Wanting to protect you from this unknown harm, I decide to restrict your freedom. I don’t let you go anywhere and I don’t give you any money. You may get angry at me for setting limits based on unfounded ideas. You tell me that my thinking is completely off base. But how do I know? You wouldn’t communicate, and I was just doing my best by you based on all the information I wasn’t given.

That’s what can happen when you decide not to talk to me. My ignorance does you no favors. Of course, none of this would have to happen if you had kept me adequately informed. But, as I said, that is always up to you.” Another way to open up a dialogue is to forsake spoken communication for the written kind. Leave a private note expressing your caring and concern in an envelope on your daughter’s bed. Encourage her to write back if it suits her. By separating the message from the messenger and giving her time to read and think about what you’ve written, you signify your willingness to listen when she is ready.

Today, the number of ways we can communicate with our children has increased dramatically, thanks to the information technology we have at our command. After all, now we can trace where in the virtual world of the Internet our children go. We can have cell phone contact with them any time and check the phone memory and/or bill to see who is being called.
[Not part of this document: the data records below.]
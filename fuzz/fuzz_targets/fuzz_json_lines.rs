//! Fuzz target for JSON array and JSON Lines source readers.

#![no_main]

use std::io::Cursor;

use libfuzzer_sys::fuzz_target;
use tc_core::ingest::{read_records, SourceFormat};

fuzz_target!(|data: &[u8]| {
    let _ = read_records(Cursor::new(data), SourceFormat::Jsonl, ',');
    let _ = read_records(Cursor::new(data), SourceFormat::Json, ',');
});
We can even use a global positioning system to track where in the world our teenager drives. “What about my right to privacy?” an older child will object. To which the parent must be ready to explain that a child’s privacy from parental intrusion is a privilege, not a right. “So long as you are behaving responsibly and keeping me adequately informed and remain open to discussion, privacy is yours.

However, if your behavior puts you at risk of harm and you will not talk to me about what’s going on, then I will ‘snoop and spy’ as you call it, and invade your privacy to try to find out myself. I will do this for your safety’s sake.” At first, many parents thought that these new communication devices would make it easier to keep up with their children’s lives, with their teenagers in particular, who like to revive the old childhood game of hide and seek, “Find me if you can.”
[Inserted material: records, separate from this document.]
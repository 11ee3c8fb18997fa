//! Duration-weighted histogram of resource-unit usage.
//!
//! Every gap between consecutive steps where at least one session is active
//! lands in exactly one bucket. Buckets are ranges of resource units of width
//! `bin_size`, starting at 1: with `bin_size = 2` the ranges are `1-2`,
//! `3-4`, `5-6`, and so on. Nothing accrues after the final step.

use serde::{Deserialize, Serialize};
use std::collections::BTreeMap;

use crate::cancel::Checkpoint;
use crate::resource::ResourceModel;
use crate::sweep::{EventSweep, SweepAnalysis};
use tc_common::{Error, Interval, Result};

/// Default bucket width in resource units.
pub const DEFAULT_BIN_SIZE: u32 = 2;

/// One range of resource units and the time spent in it.
#[derive(Debug, Clone, PartialEq, Eq, Serialize, Deserialize)]
pub struct HistogramBucket {
    /// `"{low}-{high}"`, e.g. `"3-4"`.
    pub range_label: String,
    pub low: u64,
    pub high: u64,
    /// Gaps spent in this range.
    pub occurrence_count: u64,
    /// Seconds spent in this range.
    pub total_duration_seconds: i64,
}

#[derive(Debug, Clone, Copy)]
pub struct HistogramAnalysis {
    bin_size: u32,
    model: ResourceModel,
}

impl HistogramAnalysis {
    pub fn new(bin_size: u32, model: ResourceModel) -> Result<Self> {
        if bin_size == 0 {
            return Err(Error::invalid_parameter(
                "bin_size",
                bin_size,
                "must be positive",
            ));
        }
        Ok(HistogramAnalysis { bin_size, model })
    }

    /// Lower bound of the bucket holding `units` (which must be >= 1).
    fn bucket_low(&self, units: u64) -> u64 {
        let bin = u64::from(self.bin_size);
        ((units - 1) / bin) * bin + 1
    }
}

impl SweepAnalysis for HistogramAnalysis {
    type Output = Vec<HistogramBucket>;

    fn analyze(
        &self,
        sweep: &EventSweep<'_>,
        checkpoint: &mut Checkpoint<'_>,
    ) -> Result<Vec<HistogramBucket>> {
        checkpoint.check()?;
        let bin = u64::from(self.bin_size);
        let mut buckets: BTreeMap<u64, (u64, i64)> = BTreeMap::new();

        let mut steps = sweep.steps().peekable();
        while let Some(step) = steps.next() {
            checkpoint.tick()?;
            let Some(next) = steps.peek() else {
                break;
            };
            if step.active == 0 {
                continue;
            }
            let units = self.model.units_for(step.active);
            let entry = buckets.entry(self.bucket_low(units)).or_insert((0, 0));
            entry.0 += 1;
            entry.1 += next.time - step.time;
        }

        Ok(buckets
            .into_iter()
            .map(|(low, (count, seconds))| {
                let high = low + bin - 1;
                HistogramBucket {
                    range_label: format!("{low}-{high}"),
                    low,
                    high,
                    occurrence_count: count,
                    total_duration_seconds: seconds,
                }
            })
            .collect())
    }
}

/// Buckets ordered by their lower bound.
///
/// Fails with `InvalidParameter` when `bin_size` or `units_per_resource` is
/// zero. Empty input yields no buckets.
pub fn build_concurrency_histogram(
    intervals: &[Interval],
    bin_size: u32,
    units_per_resource: u32,
) -> Result<Vec<HistogramBucket>> {
    let model = ResourceModel::new(units_per_resource)?;
    HistogramAnalysis::new(bin_size, model)?.run(intervals)
}

#[cfg(test)]
mod tests {
    use super::*;
    use crate::sweep::test_support::iv;

    #[test]
    fn test_rejects_zero_parameters() {
        let data = vec![iv("a", 0, 10)];
        assert_eq!(
            build_concurrency_histogram(&data, 0, 3).unwrap_err().code(),
            30
        );
        assert_eq!(
            build_concurrency_histogram(&data, 2, 0).unwrap_err().code(),
            30
        );
    }

    #[test]
    fn test_empty_input_has_no_buckets() {
        assert!(build_concurrency_histogram(&[], 2, 3).unwrap().is_empty());
    }

    #[test]
    fn test_single_session_one_gap() {
        let data = vec![iv("a", 0, 60)];
        let buckets = build_concurrency_histogram(&data, 2, 3).unwrap();
        assert_eq!(buckets.len(), 1);
        assert_eq!(buckets[0].range_label, "1-2");
        assert_eq!(buckets[0].occurrence_count, 1);
        assert_eq!(buckets[0].total_duration_seconds, 60);
    }

    #[test]
    fn test_units_map_to_ranges() {
        // 7 sessions over [0, 100) -> 3 units -> range 3-4 with bin 2.
        let data: Vec<_> = (0..7).map(|i| iv(&format!("u{i}"), 0, 100)).collect();
        let buckets = build_concurrency_histogram(&data, 2, 3).unwrap();
        assert_eq!(buckets.len(), 1);
        assert_eq!((buckets[0].low, buckets[0].high), (3, 4));
        assert_eq!(buckets[0].total_duration_seconds, 100);
    }

    #[test]
    fn test_gaps_split_by_level() {
        // one unit per subject: levels 1 on [0,5), 2 on [5,10), 1 on [10,15)
        let data = vec![iv("a", 0, 10), iv("b", 5, 15)];
        let buckets = build_concurrency_histogram(&data, 1, 1).unwrap();
        let got: Vec<(&str, u64, i64)> = buckets
            .iter()
            .map(|b| {
                (
                    b.range_label.as_str(),
                    b.occurrence_count,
                    b.total_duration_seconds,
                )
            })
            .collect();
        assert_eq!(got, vec![("1-1", 2, 10), ("2-2", 1, 5)]);
    }

    #[test]
    fn test_idle_gaps_not_counted() {
        let data = vec![iv("a", 0, 10), iv("b", 50, 60)];
        let buckets = build_concurrency_histogram(&data, 2, 3).unwrap();
        let total: u64 = buckets.iter().map(|b| b.occurrence_count).sum();
        let seconds: i64 = buckets.iter().map(|b| b.total_duration_seconds).sum();
        assert_eq!(total, 2);
        assert_eq!(seconds, 20);
    }

    #[test]
    fn test_buckets_sorted_by_low() {
        let mut data: Vec<_> = (0..10).map(|i| iv(&format!("u{i}"), 0, 10)).collect();
        data.push(iv("late", 20, 30));
        let buckets = build_concurrency_histogram(&data, 1, 2).unwrap();
        let lows: Vec<u64> = buckets.iter().map(|b| b.low).collect();
        assert_eq!(lows, vec![1, 5]);
    }
}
Actually, all this technology has provided little relief from parental ignorance, since the more we know, the more we want to know, and the more anxious we become when we realize how much we don’t know. Now the conflict question that increasingly perplexes parents is, “Do we know enough?” One parent thought so. “Call me when you get back to your friend’s house tonight,” she tells her teenage daughter, who readily agrees and calls as promised.

The problem, as trouble later revealed, was that she had been calling from her cell phone and was not where she said she was. Her parents then insisted that she call from friends’ houses on a land line, so they could verify where the call was made from. Parents usually give a child a cell phone so they can reach him anytime. But sometimes he doesn’t want to be reached, so he doesn’t pick up. By now, most parents have avoided this conflict by simply setting a condition of use: If he wants a cell phone he will have to answers their calls.

For every system of regulation and surveillance that parents impose, adolescents will try to find a way to circumvent it, perpetuating the ongoing conflict between parent as rule maker and teenager as rule breaker.Parents need to encourage communication as best they can and hold their children accountable for not talking. At the same time, they must hold themselves accountable for how they talk, particularly during conflict, when impatience and emotion can cause them to change their manner of speech.